Electromagnetic Interference Shields Based on Highly Crystalline Single-Walled Carbon Nanotubes.

Although the convenience provided by electromagnetic waves used for information exchange is increasing, the energy of unwanted electromagnetic waves unintentionally emitted from devices is increasing as the devices work with higher frequency. In view of this vulnerability, thin films as lightweight electromagnetic wave shields against noise will be necessary for information protection. We propose the fabrication of lightweight electromagnetic wave shields using highly crystalline single-walled carbon nanotubes (HC-SWCNTs), which can be made large and flexible using a method based on a wet process, utilizing the optical and conductive properties of HC-SWCNTs. Electromagnetic wave shields are mainly classified into conductive, dielectric, and magnetic absorbers. We have developed a material synthesis technology for HC-SWCNTs and attempted to form an aqueous composite film using HC-SWCNTs and an organic binder.
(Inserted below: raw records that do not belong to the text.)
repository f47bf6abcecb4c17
//! In-process Cache
//!
//! HashMap-backed [`TaskCache`] with TTL expiration, failure injection and
//! call counters. Used by the test suites in place of Redis.

use std::collections::HashMap;
use std::sync::atomic::{AtomicBool, AtomicUsize, Ordering};
use std::time::Duration;

use async_trait::async_trait;
use tokio::sync::RwLock;

use super::{CacheEntry, TaskCache};
use crate::error::{Result, ServiceError};

// == Memory Cache ==
#[derive(Debug)]
pub struct MemoryCache {
    /// Key-value storage
    entries: RwLock<HashMap<String, CacheEntry>>,
    available: AtomicBool,
    reads: AtomicUsize,
    writes: AtomicUsize,
    pings: AtomicUsize,
}

impl MemoryCache {
    // == Constructor ==
    pub fn new() -> Self {
        Self {
            entries: RwLock::new(HashMap::new()),
            available: AtomicBool::new(true),
            reads: AtomicUsize::new(0),
            writes: AtomicUsize::new(0),
            pings: AtomicUsize::new(0),
        }
    }

    /// Takes the cache down (`false`) or brings it back (`true`).
    pub fn set_available(&self, available: bool) {
        self.available.store(available, Ordering::SeqCst);
    }

    // == Inspection ==
    /// Raw stored value, bypassing counters and availability.
    pub async fn peek(&self, key: &str) -> Option<String> {
        let entries = self.entries.read().await;
        entries
            .get(key)
            .filter(|entry| !entry.is_expired())
            .map(|entry| entry.value.clone())
    }

    /// Remaining lifetime of a live entry.
    pub async fn ttl(&self, key: &str) -> Option<Duration> {
        let entries = self.entries.read().await;
        entries
            .get(key)
            .filter(|entry| !entry.is_expired())
            .map(CacheEntry::ttl_remaining)
    }

    /// Number of `get` calls, failed ones included
    pub fn reads(&self) -> usize {
        self.reads.load(Ordering::SeqCst)
    }

    /// Number of `set_ex` calls, failed ones included
    pub fn writes(&self) -> usize {
        self.writes.load(Ordering::SeqCst)
    }

    /// Number of `ping` calls, failed ones included
    pub fn pings(&self) -> usize {
        self.pings.load(Ordering::SeqCst)
    }

    fn check_available(&self) -> Result<()> {
        if self.available.load(Ordering::SeqCst) {
            Ok(())
        } else {
            Err(ServiceError::Connection(
                "cache is not accepting connections".to_string(),
            ))
        }
    }
}

impl Default for MemoryCache {
    fn default() -> Self {
        Self::new()
    }
}

#[async_trait]
impl TaskCache for MemoryCache {
    async fn get(&self, key: &str) -> Result<Option<String>> {
        self.reads.fetch_add(1, Ordering::SeqCst);
        self.check_available()?;

        let mut entries = self.entries.write().await;
        match entries.get(key) {
            Some(entry) if entry.is_expired() => {
                // Remove expired entry
                entries.remove(key);
                Ok(None)
            }
            Some(entry) => Ok(Some(entry.value.clone())),
            None => Ok(None),
        }
    }

    async fn set_ex(&self, key: &str, ttl_seconds: u64, value: &str) -> Result<()> {
        self.writes.fetch_add(1, Ordering::SeqCst);
        self.check_available()?;

        let entry = CacheEntry::new(value.to_string(), ttl_seconds);
        self.entries.write().await.insert(key.to_string(), entry);
        Ok(())
    }

    async fn ping(&self) -> Result<bool> {
        self.pings.fetch_add(1, Ordering::SeqCst);
        self.check_available()?;
        Ok(true)
    }
}
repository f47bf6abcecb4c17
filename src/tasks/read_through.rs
//! Read-through Task Loader
//!
//! Serves the task list from the cache when present, otherwise reads the
//! database and stores a JSON snapshot for `ttl_seconds`.

use tracing::debug;

use crate::cache::{TaskCache, TASKS_KEY};
use crate::db::TaskDatabase;
use crate::error::{Result, ServiceError};
use crate::models::Task;

/// Loads every task, going through the cache.
///
/// A cached payload that is not a JSON task list fails with
/// [`ServiceError::CacheDeserialization`](crate::error::ServiceError) and
/// the database is not consulted. An empty cached string counts as a miss.
pub async fn load_tasks(
    database: &dyn TaskDatabase,
    cache: &dyn TaskCache,
    ttl_seconds: u64,
) -> Result<Vec<Task>> {
    if let Some(cached) = cache.get(TASKS_KEY).await? {
        if !cached.is_empty() {
            debug!("Returning cached tasks");
            let tasks: Vec<Task> = serde_json::from_str(&cached)?;
            return Ok(tasks);
        }
    }

    let tasks = database.fetch_tasks().await?;

    let snapshot = encode_snapshot(&tasks)?;
    cache.set_ex(TASKS_KEY, ttl_seconds, &snapshot).await?;
    debug!("Fetched {} tasks from database and cached them", tasks.len());

    Ok(tasks)
}

// Encoding is not deserialization; keep the error kind honest.
fn encode_snapshot(tasks: &[Task]) -> Result<String> {
    serde_json::to_string(tasks)
        .map_err(|e| ServiceError::Internal(format!("failed to encode task snapshot: {}", e)))
}
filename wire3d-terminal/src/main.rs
/// wire3d - interactive terminal wireframe viewer
///
/// Renders a cube as a live wireframe with red/green/blue axis rays and
/// a vertex readout table. Controls:
///   - Tab / [ / ]: select the active parameter
///   - Left/Right or -/+: adjust it within its bounds
///   - R: reset the scene
///   - Q/ESC: quit

use clap::Parser;
use std::io;
use tracing_subscriber::EnvFilter;
use wire3d_core::{Camera, SceneState, Vec4, Wireframe};
use wire3d_terminal::TerminalApp;

#[derive(Parser, Debug)]
#[command(name = "wire3d", about = "Interactive terminal wireframe viewer")]
struct Args {
    /// Initial field of view in degrees (clamped to 15..=180)
    #[arg(long, default_value_t = 90.0)]
    fov: f64,

    /// Target frames per second
    #[arg(long, default_value_t = 30)]
    fps: u64,
}

fn main() -> io::Result<()> {
    tracing_subscriber::fmt()
        .with_env_filter(EnvFilter::from_default_env())
        .with_writer(io::stderr)
        .init();

    let args = Args::parse();
    let fov = args.fov.clamp(15.0, 180.0);

    // The startup scene: a 2-unit cube pivoted at (0, 0, 4) in front of
    // a camera at the world origin
    let cube = Wireframe::cube(2.0, Vec4::point(0.0, 0.0, 4.0));
    let scene = SceneState::new(cube, Camera::default(), fov);

    let mut app = TerminalApp::new(scene, args.fps)?;
    app.run()?;

    Ok(())
}
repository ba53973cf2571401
use serde::{Deserialize, Serialize};

/// The market and contract inputs of a European option.
#[derive(Debug, Clone, Copy, PartialEq, Serialize, Deserialize)]
pub struct DerivativeParameter {
    /// the asset's price at time t
    pub asset_price: f64,
    /// the strike or exercise price of the asset
    pub strike: f64,
    /// (T - t) in years, where T is the time of the option's expiration and t is the current time
    pub time_to_expiration: f64,
    /// the annualized standard deviation of the stock's returns
    pub vola: f64,
    /// the annualized, continuously compounded risk-free interest rate
    pub rfr: f64,
}

impl DerivativeParameter {
    pub fn new(
        asset_price: f64,
        strike: f64,
        time_to_expiration: f64,
        vola: f64,
        rfr: f64,
    ) -> Self {
        Self {
            asset_price,
            strike,
            time_to_expiration,
            vola,
            rfr,
        }
    }

    /// Same contract and market, different volatility.
    pub fn with_vola(&self, vola: f64) -> Self {
        Self { vola, ..*self }
    }

    /// e^(-r T)
    pub fn discount_factor(&self) -> f64 {
        (-self.rfr * self.time_to_expiration).exp()
    }
}

#[derive(Debug, Clone, Copy, PartialEq, Eq, Hash, Serialize, Deserialize)]
pub enum ExerciseType {
    Call,
    Put,
}

#[derive(Debug, Clone, Copy, PartialEq, Eq, Hash, Serialize, Deserialize)]
pub enum Greek {
    Delta,
    Gamma,
    Theta,
    Vega,
    Rho,
}

impl Greek {
    pub const ALL: [Greek; 5] = [
        Greek::Delta,
        Greek::Gamma,
        Greek::Theta,
        Greek::Vega,
        Greek::Rho,
    ];
}
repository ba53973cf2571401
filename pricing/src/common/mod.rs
pub mod error;
pub mod models;
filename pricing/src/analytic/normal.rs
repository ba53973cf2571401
/// Cumulative standard normal distribution Φ(x).
///
/// Zelen & Severo rational approximation (Abramowitz & Stegun 26.2.17), absolute
/// error below 7.5e-8. Prices and greeks are defined in terms of this
/// approximation, so it must not be swapped for a more accurate one.
pub fn cdf(x: f64) -> f64 {
    let neg = if x < 0.0 { 1.0 } else { 0.0 };
    let x = if x < 0.0 { -x } else { x };

    let k = 1.0 / (1.0 + 0.2316419 * x);
    let poly = ((((1.330274429 * k - 1.821255978) * k + 1.781477937) * k - 0.356563782) * k
        + 0.319381530)
        * k;
    let y = 1.0 - 0.398942280401 * (-0.5 * x * x).exp() * poly;

    (1.0 - neg) * y + neg * (1.0 - y)
}

#[cfg(test)]
mod tests {
    use super::*;
    use assert_approx_eq::assert_approx_eq;
    use probability::distribution::{Distribution, Gaussian};

    const TOLERANCE: f64 = 1e-7;

    #[test]
    fn center_value() {
        // the approximation is off by ~5e-10 at the symmetry point
        assert_approx_eq!(cdf(0.0), 0.5, 1e-9);
    }

    #[test]
    fn table_values() {
        assert_approx_eq!(cdf(1.0), 0.8413447, TOLERANCE);
        assert_approx_eq!(cdf(2.5), 0.9937903, TOLERANCE);
        assert_approx_eq!(cdf(-1.0), 0.1586553, TOLERANCE);
    }

    #[test]
    fn symmetry() {
        for x in [1.0, 2.5, -1.0] {
            assert_eq!(cdf(-x), 1.0 - cdf(x));
        }
    }

    #[test]
    fn close_to_exact_normal() {
        let normal = Gaussian::new(0.0, 1.0);
        for i in -800..=800 {
            let x = i as f64 / 100.0;
            assert_approx_eq!(cdf(x), normal.distribution(x), TOLERANCE);
        }
    }

    #[test]
    fn monotone() {
        let mut previous = cdf(-10.0);
        for i in -999..=1000 {
            let current = cdf(i as f64 / 100.0);
            assert!(current >= previous, "cdf decreases at {}", i as f64 / 100.0);
            previous = current;
        }
    }

    #[test]
    fn saturates_at_infinity() {
        assert_eq!(cdf(f64::INFINITY), 1.0);
        assert_eq!(cdf(f64::NEG_INFINITY), 0.0);
        assert!(cdf(f64::NAN).is_nan());
    }
}
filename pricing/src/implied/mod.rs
//! Implied volatility from observed call prices.
//!
//! - [`grid`] scans a fixed volatility grid and keeps the closest model price.
//! - [`bisection`] brackets the volatility and halves the interval until the
//!   model price matches.

pub mod bisection;
pub mod grid;
use serde::{Deserialize, Serialize};

use crate::analytic::black_scholes::OptionPricer;
use crate::common::error::{finite, positive, PricingError, Result};
use crate::common::models::DerivativeParameter;

/// Bisection on the call price as a function of volatility.
///
/// The call price is increasing in volatility for volatility > 0, so a price
/// between the model prices at `lower` and `upper` has exactly one root in the
/// bracket. Unlike the grid scan this is not limited to a fixed resolution, and
/// it does not reproduce the grid's tie-breaking.
#[derive(Debug, Clone, Copy, PartialEq, Serialize, Deserialize)]
pub struct BisectionSolver {
    pub lower: f64,
    pub upper: f64,
    /// absolute tolerance on the call price
    pub tolerance: f64,
    pub max_iterations: usize,
}

impl Default for BisectionSolver {
    fn default() -> Self {
        Self {
            lower: 1e-6,
            upper: 5.0,
            tolerance: 1e-10,
            max_iterations: 200,
        }
    }
}

impl BisectionSolver {
    pub fn solve(
        &self,
        stock_price: f64,
        strike_price: f64,
        time_to_expiration: f64,
        risk_free_rate: f64,
        observed_call_price: f64,
    ) -> Result<f64> {
        let params = DerivativeParameter::new(
            positive("stock_price", stock_price)?,
            positive("strike_price", strike_price)?,
            positive("time_to_expiration", time_to_expiration)?,
            positive("lower", self.lower)?,
            finite("risk_free_rate", risk_free_rate)?,
        );
        let target = finite("observed_call_price", observed_call_price)?;
        positive("upper", self.upper)?;
        let call_at = |vola: f64| OptionPricer::from(params.with_vola(vola)).price_call();

        let (mut low, mut high) = (self.lower, self.upper);
        let (low_price, high_price) = (call_at(low), call_at(high));
        if !(low_price <= target && target <= high_price) {
            return Err(PricingError::NotBracketed {
                price: target,
                low: low_price,
                high: high_price,
            });
        }

        for iteration in 0..self.max_iterations {
            let mid = 0.5 * (low + high);
            let diff = call_at(mid) - target;
            tracing::trace!(iteration, vola = mid, diff, "bisection step");

            if diff.abs() < self.tolerance || high - low <= f64::EPSILON * mid {
                tracing::debug!(iterations = iteration + 1, vola = mid, "bisection converged");
                return Ok(mid);
            }
            if diff < 0.0 {
                low = mid;
            } else {
                high = mid;
            }
        }

        Err(PricingError::NoConvergence {
            iterations: self.max_iterations,
        })
    }
}

/// Implied volatility by bisection with the default [`BisectionSolver`].
pub fn implied_volatility_bisection(
    stock_price: f64,
    strike_price: f64,
    time_to_expiration: f64,
    risk_free_rate: f64,
    observed_call_price: f64,
) -> Result<f64> {
    BisectionSolver::default().solve(
        stock_price,
        strike_price,
        time_to_expiration,
        risk_free_rate,
        observed_call_price,
    )
}
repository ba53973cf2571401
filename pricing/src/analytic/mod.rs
pub mod black_scholes;
pub mod normal;
use std::collections::HashMap;

use crate::analytic::normal::cdf;
use crate::common::error::{finite, positive, Result};
use crate::common::models::{DerivativeParameter, ExerciseType, Greek};

const DAYS_PER_YEAR: f64 = 365.0;

/// Black-Scholes prices and greeks of a European option on a stock.
/// https://www.macroption.com/black-scholes-formula/
///
/// d1, d2 and their cumulative normal values are computed once on construction;
/// every query afterwards is a read of the cached terms.
///
/// Gamma and vega are computed from Φ(d1) rather than the normal density φ(d1)
/// used by the textbook greeks. The values are kept as they are; do not compare
/// them against textbook references.
#[derive(Debug, Clone, Copy, PartialEq)]
pub struct OptionPricer {
    params: DerivativeParameter,
    d1: f64,
    d2: f64,
    nd1: f64,
    nd2: f64,
}

impl OptionPricer {
    /// No validation: a zero volatility or time to expiration divides by zero and
    /// the resulting NaN / infinity flows into every price and greek.
    pub fn new(
        stock_price: f64,
        strike_price: f64,
        time_to_expiration: f64,
        volatility: f64,
        risk_free_rate: f64,
    ) -> Self {
        DerivativeParameter::new(
            stock_price,
            strike_price,
            time_to_expiration,
            volatility,
            risk_free_rate,
        )
        .into()
    }

    /// Like [`OptionPricer::new`], but rejects inputs outside the model's domain
    /// instead of producing NaN.
    pub fn try_new(
        stock_price: f64,
        strike_price: f64,
        time_to_expiration: f64,
        volatility: f64,
        risk_free_rate: f64,
    ) -> Result<Self> {
        Ok(Self::new(
            positive("stock_price", stock_price)?,
            positive("strike_price", strike_price)?,
            positive("time_to_expiration", time_to_expiration)?,
            positive("volatility", volatility)?,
            finite("risk_free_rate", risk_free_rate)?,
        ))
    }

    pub fn params(&self) -> &DerivativeParameter {
        &self.params
    }

    pub fn d1(&self) -> f64 {
        self.d1
    }

    pub fn d2(&self) -> f64 {
        self.d2
    }

    pub fn nd1(&self) -> f64 {
        self.nd1
    }

    pub fn nd2(&self) -> f64 {
        self.nd2
    }

    pub fn price_call(&self) -> f64 {
        let dp = &self.params;
        dp.asset_price * self.nd1 - dp.strike * dp.discount_factor() * self.nd2
    }

    /// Put-call parity on top of [`OptionPricer::price_call`].
    pub fn price_put(&self) -> f64 {
        let dp = &self.params;
        self.price_call() + dp.strike * dp.discount_factor() - dp.asset_price
    }

    pub fn delta_call(&self) -> f64 {
        self.nd1
    }

    pub fn delta_put(&self) -> f64 {
        self.nd1 - 1.0
    }

    pub fn gamma(&self) -> f64 {
        let dp = &self.params;
        self.nd1 / (dp.strike * dp.vola * dp.time_to_expiration.sqrt())
    }

    /// Per calendar day.
    pub fn theta_call(&self) -> f64 {
        let dp = &self.params;
        (self.theta_decay() - dp.rfr * dp.strike * self.nd2) / DAYS_PER_YEAR
    }

    /// Per calendar day.
    pub fn theta_put(&self) -> f64 {
        let dp = &self.params;
        (self.theta_decay() - dp.rfr * dp.strike * cdf(-self.d2)) / DAYS_PER_YEAR
    }

    /// Price change for a one percentage point move in volatility.
    pub fn vega(&self) -> f64 {
        let dp = &self.params;
        dp.asset_price * dp.time_to_expiration.sqrt() * self.nd1 / 100.0
    }

    /// Price change for a one percentage point move in the rate.
    pub fn rho_call(&self) -> f64 {
        let dp = &self.params;
        dp.strike * dp.time_to_expiration * self.nd2 / 100.0
    }

    pub fn rho_put(&self) -> f64 {
        let dp = &self.params;
        dp.strike * dp.time_to_expiration * cdf(-self.d2) / 100.0
    }

    pub fn price(&self, exercise_type: ExerciseType) -> f64 {
        match exercise_type {
            ExerciseType::Call => self.price_call(),
            ExerciseType::Put => self.price_put(),
        }
    }

    pub fn delta(&self, exercise_type: ExerciseType) -> f64 {
        match exercise_type {
            ExerciseType::Call => self.delta_call(),
            ExerciseType::Put => self.delta_put(),
        }
    }

    pub fn theta(&self, exercise_type: ExerciseType) -> f64 {
        match exercise_type {
            ExerciseType::Call => self.theta_call(),
            ExerciseType::Put => self.theta_put(),
        }
    }

    pub fn rho(&self, exercise_type: ExerciseType) -> f64 {
        match exercise_type {
            ExerciseType::Call => self.rho_call(),
            ExerciseType::Put => self.rho_put(),
        }
    }

    /// The requested greeks of the call or put side. Gamma and vega are the same
    /// for both sides.
    pub fn greeks(&self, exercise_type: ExerciseType, greeks: &[Greek]) -> HashMap<Greek, f64> {
        greeks
            .iter()
            .map(|greek| {
                let value = match greek {
                    Greek::Delta => self.delta(exercise_type),
                    Greek::Gamma => self.gamma(),
                    Greek::Theta => self.theta(exercise_type),
                    Greek::Vega => self.vega(),
                    Greek::Rho => self.rho(exercise_type),
                };
                (*greek, value)
            })
            .collect()
    }

    // -(S σ N(d1)) / (2 √T), shared by both thetas
    fn theta_decay(&self) -> f64 {
        let dp = &self.params;
        -(dp.asset_price * dp.vola * self.nd1 / (2.0 * dp.time_to_expiration.sqrt()))
    }
}

impl From<DerivativeParameter> for OptionPricer {
    fn from(params: DerivativeParameter) -> Self {
        let sigma_exp = params.vola * params.time_to_expiration.sqrt();
        let d1 = ((params.asset_price / params.strike).ln()
            + (params.rfr + 0.5 * params.vola.powi(2)) * params.time_to_expiration)
            / sigma_exp;
        let d2 = d1 - sigma_exp;
        Self {
            params,
            d1,
            d2,
            nd1: cdf(d1),
            nd2: cdf(d2),
        }
    }
}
As a result, we found that the high crystallinity of CNTs suppresses the contact resistance between CNTs and we succeeded in constructing a flexible electromagnetic wave shielding film that can absorb electromagnetic waves in a wide bandwidth equivalent or superior to that of metal foil. This thin film can be applied to curved surfaces as desired because of its wet process, and it is expected to be a lightweight shield that can be used ubiquitously.